Data records
((

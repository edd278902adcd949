#![no_main]

use libfuzzer_sys::fuzz_target;
use miniproto::DefPool;
use miniproto::defs::descriptor::FileDescriptorProto;

fuzz_target!(|data: &[u8]| {
    let Ok(file) = FileDescriptorProto::decode(data) else {
        return;
    };
    let bytes = file.encode_to_vec().expect("decoded descriptor should encode");
    let again = FileDescriptorProto::decode(&bytes).expect("encoded descriptor should decode");
    assert_eq!(again.encode_to_vec().expect("second encode"), bytes);

    // Building defs must reject bad input without panicking.
    if let Ok(mut pool) = DefPool::new() {
        let _ = pool.add_file(&file);
    }
});
//! Repeated field storage.
//!
//! An [`Array`] is a growable buffer of fixed-size elements living in an
//! arena. The element size is stored in the low bits of the data pointer,
//! so an array is three words regardless of its element type:
//!
//! ```
//! use miniproto::array::Array;
//! use miniproto::mini_table::CType;
//! use miniproto::{Arena, MessageValue};
//!
//! let arena = Arena::default();
//! let array = Array::new(&arena, 4, CType::Int32).unwrap();
//! array.append(MessageValue::Int32(3), &arena);
//! array.append(MessageValue::Int32(270), &arena);
//! assert_eq!(array.as_slice::<i32>(), &[3, 270]);
//! ```

use core::ptr;

use crate::arena::Arena;
use crate::base::MessageValue;
use crate::mini_table::CType;

const LG2_MASK: usize = 7;

/// `{data, size, capacity}` with the element size's log2 tagged into `data`.
#[repr(C)]
pub struct Array {
    data: usize,
    size: usize,
    capacity: usize,
}

/// Element types that can be viewed as a typed slice.
pub trait ArrayElem: Copy {
    const SIZE_LG2: u8;
}

macro_rules! array_elem {
    ($($t:ty => $lg2:expr),* $(,)?) => {
        $(impl ArrayElem for $t { const SIZE_LG2: u8 = $lg2; })*
    };
}

array_elem!(
    bool => 0,
    i32 => 2,
    u32 => 2,
    f32 => 2,
    i64 => 3,
    u64 => 3,
    f64 => 3,
    crate::StringView => 4,
    *mut u8 => 3,
);

#[inline(always)]
fn tag(ptr: *mut u8, lg2: u8) -> usize {
    debug_assert!(lg2 != 1);
    // Element sizes 1, 4, 8, 16 encode as 0, 2, 3, 4.
    ptr as usize | lg2 as usize
}

impl Array {
    /// Allocates an empty array with room for `init_capacity` elements of
    /// `ctype`. Header and first buffer share one allocation.
    pub fn new<'a>(arena: &'a Arena<'_>, init_capacity: usize, ctype: CType) -> Option<&'a mut Array> {
        Self::with_lg2(arena, init_capacity, ctype.size_lg2())
    }

    pub(crate) fn with_lg2<'a>(arena: &'a Arena<'_>, init_capacity: usize, lg2: u8) -> Option<&'a mut Array> {
        let header = core::mem::size_of::<Array>();
        let bytes = init_capacity.checked_shl(lg2 as u32)?;
        let raw = arena.malloc(header.checked_add(bytes)?)?;
        unsafe {
            let array = raw.as_ptr().cast::<Array>();
            let data = raw.as_ptr().add(header);
            array.write(Array {
                data: tag(data, lg2),
                size: 0,
                capacity: init_capacity,
            });
            Some(&mut *array)
        }
    }

    #[inline(always)]
    pub fn elem_size_lg2(&self) -> u8 {
        (self.data & LG2_MASK) as u8
    }

    #[inline(always)]
    pub(crate) fn data_ptr(&self) -> *mut u8 {
        (self.data & !LG2_MASK) as *mut u8
    }

    #[inline(always)]
    pub fn size(&self) -> usize {
        self.size
    }

    pub fn len(&self) -> usize {
        self.size
    }

    pub fn is_empty(&self) -> bool {
        self.size == 0
    }

    pub fn capacity(&self) -> usize {
        self.capacity
    }

    #[inline(always)]
    pub(crate) fn elem_ptr(&self, i: usize) -> *mut u8 {
        unsafe { self.data_ptr().add(i << self.elem_size_lg2()) }
    }

    /// Views the elements as `T`, which must have the array's element size.
    pub fn as_slice<T: ArrayElem>(&self) -> &[T] {
        assert_eq!(T::SIZE_LG2, self.elem_size_lg2(), "element size mismatch");
        unsafe { core::slice::from_raw_parts(self.data_ptr().cast::<T>(), self.size) }
    }

    pub fn as_mut_slice<T: ArrayElem>(&mut self) -> &mut [T] {
        assert_eq!(T::SIZE_LG2, self.elem_size_lg2(), "element size mismatch");
        unsafe { core::slice::from_raw_parts_mut(self.data_ptr().cast::<T>(), self.size) }
    }

    /// Grows the buffer to hold at least `min_capacity` elements.
    #[inline]
    pub fn reserve(&mut self, min_capacity: usize, arena: &Arena<'_>) -> bool {
        if min_capacity <= self.capacity {
            return true;
        }
        self.grow(min_capacity, arena)
    }

    #[inline(never)]
    fn grow(&mut self, min_capacity: usize, arena: &Arena<'_>) -> bool {
        let lg2 = self.elem_size_lg2();
        let mut new_cap = self.capacity.max(4);
        while new_cap < min_capacity {
            let Some(doubled) = new_cap.checked_mul(2) else {
                return false;
            };
            new_cap = doubled;
        }
        let (Some(old_bytes), Some(new_bytes)) = (
            self.capacity.checked_shl(lg2 as u32),
            new_cap.checked_shl(lg2 as u32).filter(|b| *b <= isize::MAX as usize),
        ) else {
            return false;
        };
        let old = ptr::NonNull::new(self.data_ptr()).filter(|_| old_bytes > 0);
        let Some(fresh) = arena.realloc(old, old_bytes, new_bytes) else {
            return false;
        };
        self.data = tag(fresh.as_ptr(), lg2);
        self.capacity = new_cap;
        true
    }

    /// Sets the size, zero-filling any new elements.
    pub fn resize(&mut self, size: usize, arena: &Arena<'_>) -> bool {
        let old = self.size;
        if !self.reserve(size, arena) {
            return false;
        }
        if size > old {
            unsafe { ptr::write_bytes(self.elem_ptr(old), 0, (size - old) << self.elem_size_lg2()) };
        }
        self.size = size;
        true
    }

    /// Appends `count` uninitialized elements and returns a pointer to the first.
    pub(crate) fn extend_uninit(&mut self, count: usize, arena: &Arena<'_>) -> Option<*mut u8> {
        let old = self.size;
        let new = old.checked_add(count)?;
        if !self.reserve(new, arena) {
            return None;
        }
        self.size = new;
        Some(self.elem_ptr(old))
    }

    /// Reads element `i` as a value of `ctype`.
    pub fn get(&self, i: usize, ctype: CType) -> Option<MessageValue> {
        if i >= self.size {
            return None;
        }
        unsafe { MessageValue::read(self.elem_ptr(i), ctype) }
    }

    /// Overwrites element `i`. Returns `false` if `i` is out of range.
    pub fn set(&mut self, i: usize, val: MessageValue) -> bool {
        if i >= self.size {
            return false;
        }
        unsafe { val.write(self.elem_ptr(i)) };
        true
    }

    pub fn append(&mut self, val: MessageValue, arena: &Arena<'_>) -> bool {
        match self.extend_uninit(1, arena) {
            Some(slot) => {
                unsafe { val.write(slot) };
                true
            }
            None => false,
        }
    }

    /// Moves `count` elements from `src` to `dst` within the array.
    pub fn move_range(&mut self, dst: usize, src: usize, count: usize) {
        let lg2 = self.elem_size_lg2();
        assert!(dst.max(src) + count <= self.size, "range out of bounds");
        unsafe { ptr::copy(self.elem_ptr(src), self.elem_ptr(dst), count << lg2) };
    }

    /// Opens a zeroed gap of `count` elements at `i`.
    pub fn insert(&mut self, i: usize, count: usize, arena: &Arena<'_>) -> bool {
        let old = self.size;
        if i > old || !self.resize(old + count, arena) {
            return false;
        }
        self.move_range(i + count, i, old - i);
        unsafe { ptr::write_bytes(self.elem_ptr(i), 0, count << self.elem_size_lg2()) };
        true
    }

    /// Removes `count` elements starting at `i`.
    pub fn delete(&mut self, i: usize, count: usize) {
        let end = i + count;
        assert!(end <= self.size, "range out of bounds");
        let tail = self.size - end;
        self.move_range(i, end, tail);
        self.size -= count;
    }

    pub fn clear(&mut self) {
        self.size = 0;
    }

    pub fn iter(&self, ctype: CType) -> impl Iterator<Item = MessageValue> + '_ {
        (0..self.size).filter_map(move |i| self.get(i, ctype))
    }
}

impl core::fmt::Debug for Array {
    fn fmt(&self, f: &mut core::fmt::Formatter<'_>) -> core::fmt::Result {
        f.debug_struct("Array")
            .field("size", &self.size)
            .field("capacity", &self.capacity)
            .field("elem_size_lg2", &self.elem_size_lg2())
            .finish()
    }
}

#[cfg(test)]
mod tests {
    use super::*;
    use crate::StringView;

    #[test]
    fn tagged_pointer_keeps_element_size() {
        let arena = Arena::default();
        for (ctype, lg2) in [(CType::Bool, 0), (CType::Int32, 2), (CType::Double, 3), (CType::String, 4)] {
            let array = Array::new(&arena, 0, ctype).unwrap();
            assert_eq!(array.elem_size_lg2(), lg2);
            assert!(array.resize(9, &arena));
            assert_eq!(array.elem_size_lg2(), lg2);
            assert_eq!(array.data_ptr() as usize % 8, 0);
        }
    }

    #[test]
    fn insert_and_delete() {
        let arena = Arena::default();
        let array = Array::new(&arena, 1, CType::Int64).unwrap();
        for v in [1i64, 2, 5] {
            assert!(array.append(MessageValue::Int64(v), &arena));
        }
        assert!(array.insert(2, 2, &arena));
        array.set(2, MessageValue::Int64(3));
        array.set(3, MessageValue::Int64(4));
        assert_eq!(array.as_slice::<i64>(), &[1, 2, 3, 4, 5]);
        array.delete(0, 2);
        assert_eq!(array.as_slice::<i64>(), &[3, 4, 5]);
        assert_eq!(array.get(5, CType::Int64), None);
        assert!(!array.set(5, MessageValue::Int64(0)));
    }

    #[test]
    fn strings() {
        let arena = Arena::default();
        let array = Array::new(&arena, 0, CType::String).unwrap();
        array.append(MessageValue::String(StringView::from_str("a")), &arena);
        array.append(MessageValue::String(StringView::from_str("bc")), &arena);
        let got: Vec<_> = array.iter(CType::String).collect();
        assert_eq!(
            got,
            vec![
                MessageValue::String(StringView::from_str("a")),
                MessageValue::String(StringView::from_str("bc"))
            ]
        );
    }

    proptest::proptest! {
        #[test]
        fn append_then_get_last(values in proptest::collection::vec(proptest::num::i32::ANY, 1..200)) {
            let arena = Arena::default();
            let array = Array::new(&arena, 0, CType::Int32).unwrap();
            for v in &values {
                proptest::prop_assert!(array.append(MessageValue::Int32(*v), &arena));
                proptest::prop_assert_eq!(array.get(array.size() - 1, CType::Int32), Some(MessageValue::Int32(*v)));
            }
            proptest::prop_assert_eq!(array.as_slice::<i32>(), &values[..]);
        }
    }
}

))

The required answer is the exact run of lines above starting at the line with "let array = Array::new(&arena, 0, CType::String).unwrap();" and ending at the line with "fn append_then_get_last(values in", with both ends present.

■ Written response:
        let array = Array::new(&arena, 0, CType::String).unwrap();
        array.append(MessageValue::String(StringView::from_str("a")), &arena);
        array.append(MessageValue::String(StringView::from_str("bc")), &arena);
        let got: Vec<_> = array.iter(CType::String).collect();
        assert_eq!(
            got,
            vec![
                MessageValue::String(StringView::from_str("a")),
                MessageValue::String(StringView::from_str("bc"))
            ]
        );
    }

    proptest::proptest! {
        #[test]
        fn append_then_get_last(values in proptest::collection::vec(proptest::num::i32::ANY, 1..200)) {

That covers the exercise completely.